[Date Prev][Date Next][Thread Prev][Thread Next]
[Date Index]
[Thread Index]
- Subject: Re: a case for multiple environments - expressing modules more naturally
- From: Roberto Ierusalimschy <roberto@...>
- Date: Tue, 10 Aug 2010 14:23:12 -0300
> > Although I may not be understanding all the details of how _ENV works...
>
> You don't have to use _ENV if you don't want to, of course (that's one
> nice thing about using standard mechanisms rather than "magic" ones).

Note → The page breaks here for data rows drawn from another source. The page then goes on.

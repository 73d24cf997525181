// 📈 Forecast record - one time-stamped estimate for a firm
// Several may exist per firm; only the most recent one matters.

use super::firm::FirmId;
use chrono::{DateTime, Utc};
use serde::{Deserialize, Serialize};

#[derive(Debug, Clone, PartialEq, Serialize, Deserialize)]
#[serde(rename_all = "camelCase")]
pub struct ForecastRecord {
    pub firm_id: FirmId,

    /// Expected financial return in TL (unclamped, as stored)
    pub estimated_return: Option<f64>,

    /// Sustainability compliance score
    pub sustainability_score: Option<f64>,

    pub created_at: DateTime<Utc>,
}

impl ForecastRecord {
    pub fn new(firm_id: FirmId, estimated_return: f64, created_at: DateTime<Utc>) -> Self {
        ForecastRecord {
            firm_id,
            estimated_return: Some(estimated_return),
            sustainability_score: None,
            created_at,
        }
    }

    pub fn with_sustainability(mut self, score: f64) -> Self {
        self.sustainability_score = Some(score);
        self
    }
}
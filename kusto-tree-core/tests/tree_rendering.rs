//! Rendering tests for the cluster/database/table tree.
//!
//! These tests exercise the public rendering API against maps built the same
//! way the collector builds them.

#![allow(clippy::expect_used)]
#![allow(clippy::unwrap_used)]

use kusto_tree_core::{
    ClusterAddress, DatabaseTableMap, TableListing, TreeStyle, render_lines, write_tree,
};

fn listed(tables: &[&str]) -> TableListing {
    TableListing::Listed(tables.iter().map(ToString::to_string).collect())
}

fn two_database_map() -> DatabaseTableMap {
    let mut map = DatabaseTableMap::new();
    map.push("A", listed(&["t1"]));
    map.push("B", listed(&[]));
    map
}

#[test]
fn test_two_databases_exact_output() {
    let cluster = ClusterAddress::new("https://mycluster.westus2.kusto.windows.net");
    let mut out = Vec::new();

    write_tree(&mut out, &cluster, &two_database_map(), TreeStyle::Plain).unwrap();

    assert_eq!(
        String::from_utf8(out).unwrap(),
        "🌐 https://mycluster.westus2.kusto.windows.net\n\
         ├─📁 A\n\
         │ └─📋 t1\n\
         └─📁 B\n"
    );
}

#[test]
fn test_rendering_is_idempotent() {
    let cluster = ClusterAddress::new("https://help.kusto.windows.net");
    let map = two_database_map();

    let mut first = Vec::new();
    let mut second = Vec::new();
    write_tree(&mut first, &cluster, &map, TreeStyle::Plain).unwrap();
    write_tree(&mut second, &cluster, &map, TreeStyle::Plain).unwrap();

    assert_eq!(first, second);
}

#[test]
fn test_order_follows_map_not_alphabet() {
    let cluster = ClusterAddress::new("c");
    let mut map = DatabaseTableMap::new();
    map.push("zulu", listed(&["yankee", "alpha"]));
    map.push("bravo", listed(&["zebra", "aardvark", "mango"]));

    assert_eq!(
        render_lines(&cluster, &map, TreeStyle::Plain),
        vec![
            "🌐 c",
            "├─📁 zulu",
            "│ ├─📋 yankee",
            "│ └─📋 alpha",
            "└─📁 bravo",
            "  ├─📋 zebra",
            "  ├─📋 aardvark",
            "  └─📋 mango",
        ]
    );
}

#[test]
fn test_duplicate_database_names_are_kept() {
    let cluster = ClusterAddress::new("c");
    let mut map = DatabaseTableMap::new();
    map.push("same", listed(&["first"]));
    map.push("same", listed(&["second"]));

    let lines = render_lines(&cluster, &map, TreeStyle::Plain);
    assert_eq!(lines.len(), 5);
    assert_eq!(lines[1], "├─📁 same");
    assert_eq!(lines[3], "└─📁 same");
    assert_eq!(lines[4], "  └─📋 second");
}

#[test]
fn test_failed_last_database_uses_blank_prefix() {
    let cluster = ClusterAddress::new("c");
    let mut map = DatabaseTableMap::new();
    map.push("ok", listed(&["t"]));
    map.push(
        "broken",
        TableListing::Failed {
            reason: "Query execution failed: '.show tables' failed: Forbidden (403)".to_string(),
        },
    );

    let lines = render_lines(&cluster, &map, TreeStyle::Plain);
    assert_eq!(
        lines.last().map(String::as_str),
        Some(
            "  └─✗ table listing failed: Query execution failed: '.show tables' failed: \
             Forbidden (403)"
        )
    );
}

#[test]
fn test_multi_line_failure_reason_stays_on_one_line() {
    let cluster = ClusterAddress::new("c");
    let mut map = DatabaseTableMap::new();
    map.push(
        "broken",
        TableListing::Failed {
            reason: "Forbidden (403)\r\n{\n  \"error\": \"denied\"\n}\n".to_string(),
        },
    );
    map.push("ok", listed(&["t"]));

    assert_eq!(
        render_lines(&cluster, &map, TreeStyle::Plain),
        vec![
            "🌐 c",
            "├─📁 broken",
            "│ └─✗ table listing failed: Forbidden (403) { \"error\": \"denied\" }",
            "└─📁 ok",
            "  └─📋 t",
        ]
    );
}
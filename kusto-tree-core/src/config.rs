//! Run configuration read from the environment.
//!
//! The command line carries only the cluster address, so everything else is
//! configured through environment variables with sensible defaults.

use crate::error::{KustoTreeError, Result};
use std::path::{Path, PathBuf};

/// Overrides the directory run logs are written to.
pub const LOG_DIR_ENV: &str = "KUSTO_TREE_LOG_DIR";
/// Overrides the log filter directive (`tracing_subscriber::EnvFilter` syntax).
pub const LOG_FILTER_ENV: &str = "KUSTO_TREE_LOG";

/// Default log filter directive.
pub const DEFAULT_LOG_FILTER: &str = "info";

const LOG_DIR_NAME: &str = "logs";

/// Configuration for a single run.
#[derive(Debug, Clone, PartialEq, Eq)]
pub struct RunConfig {
    /// Directory receiving the per-run log file; created if absent.
    pub log_dir: PathBuf,
    /// Filter directive for the run log.
    pub log_filter: String,
}

impl Default for RunConfig {
    fn default() -> Self {
        Self {
            log_dir: default_log_dir(),
            log_filter: DEFAULT_LOG_FILTER.to_string(),
        }
    }
}

impl RunConfig {
    /// Creates a configuration with default values.
    pub fn new() -> Self {
        Self::default()
    }

    /// Builds the configuration from defaults plus environment overrides.
    ///
    /// # Errors
    /// Returns a configuration error if an override is set to a blank value.
    pub fn from_env() -> Result<Self> {
        let mut config = Self::default();

        if let Some(dir) = non_blank_var(LOG_DIR_ENV)? {
            config = config.with_log_dir(dir);
        }
        if let Some(filter) = non_blank_var(LOG_FILTER_ENV)? {
            config = config.with_log_filter(filter);
        }

        Ok(config)
    }

    /// Sets the log directory.
    pub fn with_log_dir(mut self, log_dir: impl Into<PathBuf>) -> Self {
        self.log_dir = log_dir.into();
        self
    }

    /// Sets the log filter directive.
    pub fn with_log_filter(mut self, log_filter: impl Into<String>) -> Self {
        self.log_filter = log_filter.into();
        self
    }
}

/// `logs/` next to the running executable, or `./logs` if that is unknown.
pub fn default_log_dir() -> PathBuf {
    std::env::current_exe()
        .ok()
        .as_deref()
        .and_then(Path::parent)
        .map_or_else(|| PathBuf::from(LOG_DIR_NAME), |dir| dir.join(LOG_DIR_NAME))
}

fn non_blank_var(name: &str) -> Result<Option<String>> {
    match std::env::var(name) {
        Ok(value) if value.trim().is_empty() => Err(KustoTreeError::configuration(format!(
            "{name} is set but empty"
        ))),
        Ok(value) => Ok(Some(value)),
        Err(std::env::VarError::NotPresent) => Ok(None),
        Err(std::env::VarError::NotUnicode(_)) => Err(KustoTreeError::configuration(format!(
            "{name} is not valid unicode"
        ))),
    }
}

Currently we see _ENV more as a simple way to define how globals work
(and the dependency between a chunk and the global table) than as a
mechanism for module construction.
Nevertheless, I should mention that there are very few details of
how _ENV works:
- all chunks (the unit of 'loading' in Lua) are compiled as if they
were a function defined under a "local _ENV" declaration. (In 5.1,
all chunks are already compiled as if they were a function; the only
novelty is this upvalue _ENV.)
- all references to undeclared variables are syntactically translated to
_ENV.varname. ("syntactically" means that the compiler rewrites 'x' as
'_ENV.x' and follows from there.)
- when a chunk is loaded with 'load' and the like (loadstring, loadfile,
dofile, etc.), its external _ENV variable gets the value of the global
table. When a chunk is loaded with 'loadin', _ENV gets the value
given as argument.
That is all there is to understand about _ENV.